__Task statement__: Each entry is to be output as written, so that none is missing.

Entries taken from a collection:
○ ○ ○
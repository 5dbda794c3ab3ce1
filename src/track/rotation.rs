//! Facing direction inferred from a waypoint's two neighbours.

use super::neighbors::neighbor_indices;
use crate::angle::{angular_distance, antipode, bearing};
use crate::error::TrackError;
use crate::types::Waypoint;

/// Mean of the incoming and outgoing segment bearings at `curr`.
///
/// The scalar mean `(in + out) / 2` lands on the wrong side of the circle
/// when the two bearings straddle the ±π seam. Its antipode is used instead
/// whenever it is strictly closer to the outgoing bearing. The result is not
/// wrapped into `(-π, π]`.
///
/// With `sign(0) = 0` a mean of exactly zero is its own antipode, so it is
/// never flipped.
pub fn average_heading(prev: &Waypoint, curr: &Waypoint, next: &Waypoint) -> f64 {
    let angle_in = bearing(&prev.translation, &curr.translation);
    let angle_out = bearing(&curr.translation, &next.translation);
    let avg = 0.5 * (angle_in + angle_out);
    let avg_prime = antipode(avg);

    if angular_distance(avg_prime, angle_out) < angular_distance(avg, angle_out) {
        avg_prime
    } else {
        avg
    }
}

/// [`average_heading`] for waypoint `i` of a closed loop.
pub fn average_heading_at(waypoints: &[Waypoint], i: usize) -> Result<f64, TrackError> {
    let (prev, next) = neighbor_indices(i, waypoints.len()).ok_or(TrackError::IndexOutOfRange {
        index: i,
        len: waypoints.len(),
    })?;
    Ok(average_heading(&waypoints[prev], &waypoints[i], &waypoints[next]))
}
○ ○ ○
__Expected answer__:
repository 5dbda794c3ab3ce1
filename src/track/rotation.rs
//! Facing direction inferred from a waypoint's two neighbours.

use super::neighbors::neighbor_indices;
use crate::angle::{angular_distance, antipode, bearing};
use crate::error::TrackError;
use crate::types::Waypoint;

/// Mean of the incoming and outgoing segment bearings at `curr`.
///
/// The scalar mean `(in + out) / 2` lands on the wrong side of the circle
/// when the two bearings straddle the ±π seam. Its antipode is used instead
/// whenever it is strictly closer to the outgoing bearing. The result is not
/// wrapped into `(-π, π]`.
///
/// With `sign(0) = 0` a mean of exactly zero is its own antipode, so it is
/// never flipped.
pub fn average_heading(prev: &Waypoint, curr: &Waypoint, next: &Waypoint) -> f64 {
    let angle_in = bearing(&prev.translation, &curr.translation);
    let angle_out = bearing(&curr.translation, &next.translation);
    let avg = 0.5 * (angle_in + angle_out);
    let avg_prime = antipode(avg);

    if angular_distance(avg_prime, angle_out) < angular_distance(avg, angle_out) {
        avg_prime
    } else {
        avg
    }
}

/// [`average_heading`] for waypoint `i` of a closed loop.
pub fn average_heading_at(waypoints: &[Waypoint], i: usize) -> Result<f64, TrackError> {
    let (prev, next) = neighbor_indices(i, waypoints.len()).ok_or(TrackError::IndexOutOfRange {
        index: i,
        len: waypoints.len(),
    })?;
    Ok(average_heading(&waypoints[prev], &waypoints[i], &waypoints[next]))
}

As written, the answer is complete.